Não há alternativas
Huawei cria um campus inspirando-se em cidades europeias do século XIX
A Huawei, gigante da tecnologia, inovou ao construir um campus em Dongguan que se distancia do conceito tradicional de sede corporativa. Em vez de arranha-céus de vidro e aço, a empresa optou por um espaço que remete à arquitetura clássica do século XIX, com doze blocos que simulam uma cidade histórica. Essa decisão marca um diferencial significativo em um setor muitas vezes marcado por espaços modernos e minimalistas.
A escolha de um ambiente arquitetônico mais tradicional reflete uma estratégia deliberada da Huawei. A empresa argumenta que a arquitetura corporativa padronizada pode inibir a criatividade e o pensamento a longo prazo de seus colaboradores. O campus prioriza a criação de espaços naturais, a promoção da mobilidade a pé e a integração de elementos aquáticos, contrastando com a estética futurista frequentemente encontrada em sedes de empresas de tecnologia.

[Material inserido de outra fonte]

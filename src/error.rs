//! Typed failures raised while judging a submission.
//!
//! Every variant here ends the submission with Internal Error; compile
//! failures and per-test verdicts are outcomes, not errors.

use std::path::PathBuf;
use std::time::Duration;

use thiserror::Error;

#[derive(Debug, Error)]
pub enum JudgeError {
    #[error("cannot reach sandbox control port {addr}: {source}")]
    Control {
        addr: String,
        #[source]
        source: std::io::Error,
    },

    #[error("session {0} is already being judged")]
    DuplicateSession(String),

    #[error("no completion for session {session_id} within {timeout:?}")]
    CompletionTimeout { session_id: String, timeout: Duration },

    #[error("completion route for session {0} was closed")]
    CompletionClosed(String),

    #[error("sandbox {name}: {source:#}")]
    Sandbox {
        name: String,
        #[source]
        source: anyhow::Error,
    },

    #[error("failed to read {}: {source}", path.display())]
    Read {
        path: PathBuf,
        #[source]
        source: std::io::Error,
    },

    #[error("test manifest lists {found} cases, limit is {max}")]
    TooManyTestcases { found: usize, max: usize },
}

impl JudgeError {
    pub(crate) fn sandbox(name: &str, source: anyhow::Error) -> Self {
        Self::Sandbox {
            name: name.to_string(),
            source,
        }
    }

    pub(crate) fn read(path: impl Into<PathBuf>, source: std::io::Error) -> Self {
        Self::Read {
            path: path.into(),
            source,
        }
    }
}
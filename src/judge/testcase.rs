//! Test execution stage.
//!
//! A test directory holds `testcase_list.txt` (one case name per line),
//! `in/<name>`, and `out/<name>`. Every listed case runs even after a
//! failing one; only unreadable test data aborts the stage.

use std::path::Path;

use tracing::{debug, instrument};

use super::verdict::{classify, Verdict};
use super::{Session, Submission, TestOutcome};
use crate::error::JudgeError;
use crate::sandbox::SandboxRuntime;
use crate::transport::Mode;

const MANIFEST: &str = "testcase_list.txt";
const STAGED_INPUT: &str = "testcase.txt";
const CAPTURED_STDOUT: &str = "userStdout.txt";
const CAPTURED_STDERR: &str = "userStderr.txt";

/// Read the ordered case names from a test directory's manifest.
///
/// Names are trimmed and blank lines skipped. More than `max` names is an
/// error rather than a silent truncation.
pub async fn read_manifest(dir: &Path, max: usize) -> Result<Vec<String>, JudgeError> {
    let path = dir.join(MANIFEST);
    let raw = tokio::fs::read_to_string(&path)
        .await
        .map_err(|e| JudgeError::read(&path, e))?;

    let names: Vec<String> = raw
        .lines()
        .map(str::trim)
        .filter(|name| !name.is_empty())
        .map(String::from)
        .collect();

    if names.len() > max {
        return Err(JudgeError::TooManyTestcases {
            found: names.len(),
            max,
        });
    }
    Ok(names)
}

async fn read_test_file(path: &Path) -> Result<Vec<u8>, JudgeError> {
    tokio::fs::read(path)
        .await
        .map_err(|e| JudgeError::read(path, e))
}

#[instrument(skip_all)]
pub(super) async fn run_testcases<R: SandboxRuntime>(
    submission: &mut Submission,
    session: &mut Session<R>,
) -> Result<(), JudgeError> {
    let names = read_manifest(&submission.testcase_dir, session.config.max_testcases).await?;
    let profile = submission.language.profile();
    let work_dir = submission.work_dir.clone();
    let run = profile.run_command(&work_dir, session.config.run_timeout_seconds);

    for name in names {
        let expected = read_test_file(&submission.testcase_dir.join("out").join(&name)).await?;
        let input = read_test_file(&submission.testcase_dir.join("in").join(&name)).await?;

        session
            .write_file(&format!("{work_dir}/{STAGED_INPUT}"), &input)
            .await?;
        let record = session.round(run.clone(), Mode::Judge).await?;

        let stdout = session
            .read_file(&format!("{work_dir}/{CAPTURED_STDOUT}"))
            .await?;
        let stderr = session
            .read_file(&format!("{work_dir}/{CAPTURED_STDERR}"))
            .await?;
        let stdout = String::from_utf8_lossy(&stdout);
        let stderr = String::from_utf8_lossy(&stderr);

        let verdict = classify(
            record.elapsed_ms,
            session.config.tle_threshold_ms,
            &stdout,
            &stderr,
            &String::from_utf8_lossy(&expected),
        );
        if verdict == Verdict::RuntimeError {
            submission.diagnostics.append(&stderr);
        }

        debug!(test = %name, elapsed_ms = record.elapsed_ms, %verdict, "Test finished");
        submission.record(TestOutcome {
            name,
            elapsed_ms: record.elapsed_ms,
            verdict,
        });
    }

    Ok(())
}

Os funcionários se deslocam entre os edifícios por ruas, pontes e jardins, criando uma atmosfera que se assemelha mais a uma cidade do que a um parque de escritórios. Esse conceito vai além do funcional; busca oferecer um ambiente tranquilo, em escala humana, valorizando a beleza como um elemento essencial para a produtividade.
O resultado final impressiona e faz com que muitos comparem o campus a uma capital europeia do século XIX, levando a alguns a considerá-lo o melhor escritório do mundo. Essa abordagem inovadora de design de ambientes de trabalho pode ter implicações importantes para a forma como as empresas do setor tecnológico atraem e mantêm talentos, estimulando uma reflexão mais ampla sobre o futuro do ambiente corporativo.
Com o crescimento contínuo do setor de tecnologia e a valorização da experiência do colaborador, essas iniciativas podem influenciar outras organizações a repensarem seus ambientes de trabalho, colocando a criatividade e o bem-estar dos funcionários no centro da estratégia empresarial.